Summer Training
First, it's important to recognize that everyone has different ways of training over the summer and chooses different levels of mileage and different workouts to get themselves in shape by the start of the semester. Given that, here is an example of a summer training plan if you're looking for a more formalized structure. It's fairly basic and is a variation of a plan used by UNC's former XC coach for the guy's team. If you use it, adapt it to your fitness and past mileage.
UNC men's summer training plan - 2009: Coach Watson
For me summer is a very important part of the year when it
comes to the training cycle. Most importantly do not do too much short intensity! Workouts are to be run by feel and
it is important to stay healthy. We always increase the pace on the workouts
not decrease towards the end.
What I am looking for when my athletes show up on campus for
the first day of practice is that they have very good general fitness. Meaning
the body has accumulated enough miles to handle to increased workloads and
stresses of the upcoming season but without feeling as if you are fit to
race. September is not the championship
portion of the season and I don’t want any September superstars as we call them
here. Athletes who are at their very best in early season meets only to fade
when it matters. I want everyone to be
stronger come October and November and staying away from short intensities in
the summer is the best way to do this. So put in miles and build your aerobic
system as much as possible . ACC’s and NCAA regionals is when it is important
to be fit and ready, do not over do it in the summer.
So with all that said here is what I am looking for in your
training coming this July through August.
The first 2 weeks will have 1 session plus a long run, after
that each week you will have two sessions plus a long run. You can do these
sessions any day of the week. Try and do these on days you feel fresh and good.

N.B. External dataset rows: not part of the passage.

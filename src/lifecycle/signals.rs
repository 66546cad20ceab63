//! OS signal handling.
//!
//! SIGINT (Ctrl+C) and, on unix, SIGTERM both trigger graceful shutdown.

use crate::lifecycle::Shutdown;

/// Resolve once the process is asked to stop.
pub async fn wait_for_signal() {
    let ctrl_c = async {
        if let Err(e) = tokio::signal::ctrl_c().await {
            tracing::error!(error = %e, "Failed to install Ctrl+C handler");
            std::future::pending::<()>().await;
        }
    };

    #[cfg(unix)]
    let terminate = async {
        match tokio::signal::unix::signal(tokio::signal::unix::SignalKind::terminate()) {
            Ok(mut sigterm) => {
                sigterm.recv().await;
            }
            Err(e) => {
                tracing::error!(error = %e, "Failed to install SIGTERM handler");
                std::future::pending::<()>().await;
            }
        }
    };

    #[cfg(not(unix))]
    let terminate = std::future::pending::<()>();

    tokio::select! {
        _ = ctrl_c => {}
        _ = terminate => {}
    }
}

/// Spawn a task that triggers `shutdown` on the first signal.
pub fn forward_signals(shutdown: Shutdown) {
    tokio::spawn(async move {
        wait_for_signal().await;
        tracing::info!("Termination signal received");
        shutdown.trigger();
    });
}
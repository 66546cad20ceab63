//! HTTP client for the engine.
//!
//! # Responsibilities
//! - POST normalized payloads to `{base_url}{execute_path}`
//! - Probe `{base_url}{health_path}`
//! - Bound every exchange by the configured timeout
//! - Return the engine's status, content-type and body untouched

use axum::body::Bytes;
use axum::http::{header, HeaderValue, StatusCode};
use reqwest::{Client, RequestBuilder};

use crate::config::UpstreamConfig;
use crate::error::{RelayError, Result};
use crate::payload::ForwardedPayload;
use crate::resilience::timeouts::within;

/// Raw engine reply. Never parsed, only relayed.
#[derive(Debug, Clone)]
pub struct UpstreamResponse {
    pub status: StatusCode,
    pub content_type: Option<HeaderValue>,
    pub body: Bytes,
}

/// Client bound to one engine base URL.
#[derive(Debug, Clone)]
pub struct UpstreamClient {
    http: Client,
    config: UpstreamConfig,
}

impl UpstreamClient {
    pub fn new(config: UpstreamConfig) -> std::result::Result<Self, reqwest::Error> {
        let mut builder = Client::builder()
            .connect_timeout(config.connect_timeout())
            .user_agent(concat!("engine-relay/", env!("CARGO_PKG_VERSION")));
        if config.base_url().is_some_and(is_loopback) {
            builder = builder.no_proxy();
        }
        let http = builder.build()?;

        Ok(Self { http, config })
    }

    pub fn config(&self) -> &UpstreamConfig {
        &self.config
    }

    pub fn is_configured(&self) -> bool {
        self.config.is_configured()
    }

    fn url(&self, path: &str) -> Result<String> {
        match self.config.base_url() {
            Some(base) => Ok(format!("{base}{path}")),
            None => Err(RelayError::ConfigMissing {
                seen_keys: self.config.seen_keys.clone(),
            }),
        }
    }

    /// Forward `payload` to the execute endpoint.
    pub async fn execute(
        &self,
        payload: &ForwardedPayload,
        request_id: Option<&str>,
    ) -> Result<UpstreamResponse> {
        self.relay(&self.config.execute_path, payload, request_id).await
    }

    /// POST `payload` as JSON to `path` on the engine.
    pub async fn relay(
        &self,
        path: &str,
        payload: &ForwardedPayload,
        request_id: Option<&str>,
    ) -> Result<UpstreamResponse> {
        let url = self.url(path)?;
        let request = self.http.post(&url).json(payload);
        self.send(path, request, request_id).await
    }

    /// GET the engine's health endpoint.
    pub async fn health(&self, request_id: Option<&str>) -> Result<UpstreamResponse> {
        let path = &self.config.health_path;
        let url = self.url(path)?;
        let request = self.http.get(&url);
        self.send(path, request, request_id).await
    }

    async fn send(
        &self,
        path: &str,
        mut request: RequestBuilder,
        request_id: Option<&str>,
    ) -> Result<UpstreamResponse> {
        if let Some(id) = request_id {
            request = request.header("x-request-id", id);
        }

        let limit = self.config.timeout();
        let exchange = async {
            let response = request.send().await?;
            let status = response.status();
            let content_type = response.headers().get(header::CONTENT_TYPE).cloned();
            let body = response.bytes().await?;
            Ok::<_, reqwest::Error>(UpstreamResponse {
                status,
                content_type,
                body,
            })
        };

        match within(limit, exchange).await {
            Ok(Ok(response)) => {
                tracing::debug!(
                    path = %path,
                    status = %response.status,
                    bytes = response.body.len(),
                    "Engine responded"
                );
                Ok(response)
            }
            Ok(Err(e)) if e.is_timeout() => Err(RelayError::UpstreamTimeout {
                path: path.to_string(),
                limit,
            }),
            Ok(Err(e)) => Err(RelayError::UpstreamUnreachable {
                path: path.to_string(),
                reason: e.to_string(),
            }),
            Err(_) => Err(RelayError::UpstreamTimeout {
                path: path.to_string(),
                limit,
            }),
        }
    }
}

/// An engine on the same host must never be reached through an HTTP proxy.
fn is_loopback(base_url: &str) -> bool {
    let Ok(url) = reqwest::Url::parse(base_url) else {
        return false;
    };
    match url.host() {
        Some(url::Host::Domain(domain)) => domain.eq_ignore_ascii_case("localhost"),
        Some(url::Host::Ipv4(ip)) => ip.is_loopback(),
        Some(url::Host::Ipv6(ip)) => ip.is_loopback(),
        None => false,
    }
}

#[cfg(test)]
mod tests {
    use super::*;
    use serde_json::Map;

    #[test]
    fn test_loopback_detection() {
        assert!(is_loopback("http://127.0.0.1:9000"));
        assert!(is_loopback("http://LOCALHOST"));
        assert!(is_loopback("http://[::1]:80"));
        assert!(!is_loopback("https://finishflow-live-1.onrender.com"));
        assert!(!is_loopback("not a url"));
    }

    #[tokio::test]
    async fn test_unconfigured_fails_without_network() {
        let client = UpstreamClient::new(UpstreamConfig {
            seen_keys: vec![("ENGINE_URL".into(), false)],
            ..UpstreamConfig::default()
        })
        .unwrap();

        let payload = crate::payload::IncomingRequest {
            topic: "t".into(),
            country: None,
            extra: Map::new(),
        }
        .into_payload("KR")
        .unwrap();

        let err = client.execute(&payload, None).await.unwrap_err();
        assert_eq!(err.code(), "CONFIG_MISSING");

        let err = client.health(None).await.unwrap_err();
        assert_eq!(err.code(), "CONFIG_MISSING");
    }

    #[tokio::test]
    async fn test_refused_connection_is_unreachable() {
        // Bind then drop to get a port with nothing listening.
        let listener = std::net::TcpListener::bind("127.0.0.1:0").unwrap();
        let addr = listener.local_addr().unwrap();
        drop(listener);

        let client = UpstreamClient::new(UpstreamConfig {
            base_url: Some(format!("http://{addr}")),
            ..UpstreamConfig::default()
        })
        .unwrap();

        let err = client.health(None).await.unwrap_err();
        assert_eq!(err.code(), "ENGINE_UNREACHABLE");
    }
}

Use the days in between to recover and put in good volume.
Guys
July 8th-14th
Session
1- 45 minute progression run with a
10-15 minute warmup and a 10-15 minute cool down. Run each 10 minutes a little
faster than the previous 10 minutes and run the last 5 minutes very hard
Long
Run- Be smart with this minimum 70
minutes no more that 90 minutes. We will add 5 minutes each week.
July 15th-21st
Session
1- 5x8 minutes with 2 minutes
jogging recovery. Run these moderate with each segment getting faster
Long
Run- If you have never run more than
70 minutes before last week stay at 70. Those of you accustomed to higher
mileage no more that 95 minutes.
July 22nd-28th
Session
1- 45 minute progression run with a
10-15 minute warmup and a 10-15 minute cool down. Run each 10 minutes a little
faster than the previous 10 minutes and run the last 5 minutes very hard
Session 2- Fartlek of 4 x 7 minutes with 3 minutes
jogging in between each run. Each 7 minute segment is faster than the previous.
We always want to be increasing speed not decreasing!
Long
run- lower mileage guys 75-80
minutes Higher mileage guys up to 100 minutes
July 29th-August 4th
Session
1- 50 minute progression run. Same
as earlier week each 10 minute segment faster. Run a 10-15 minute warmup and a
10-15 minute cooldown
Session
2- 5 x 6 minutes with 3 minutes
jogging in between. Again each segment gets faster
Long
Run- We should all be at minimum of
80 minutes and a maximum of 100 minutes is good. We can start running the last
10% of the run upbeat if you feel good
August 5th-11th
Session
1- 50 minute progression run. Same
as earlier week each 10 minute segment faster. Run a 10-15 minute warmup and a
10-15 minute cooldown
Session
2- 8 x 4 minutes with 2 minutes
recovery jogging. Again each one gets faster
Long
Run- We should all be at minimum of
80 minutes and a maximum of 100 minutes is good. We can start running the last
10% of the run upbeat if you feel good
Points to consider
On your recovery days do not run too fast. A minimum of 45
minutes to a maximum of 70 minutes. Put the miles in but be careful of the
intensity.
Try and get in two runs at least 4 days a week. If you are
not used to running doubles do the second session by riding your bike or go
swimming.
Stay healthy, pay attention to your body if you are tired
slow down your runs but get the time in.
If you have pain or soreness do not be afraid to cross train
for a few days. Better a few days in the pool or on the bike now than letting a
full blown injury occur and being sidelined for weeks!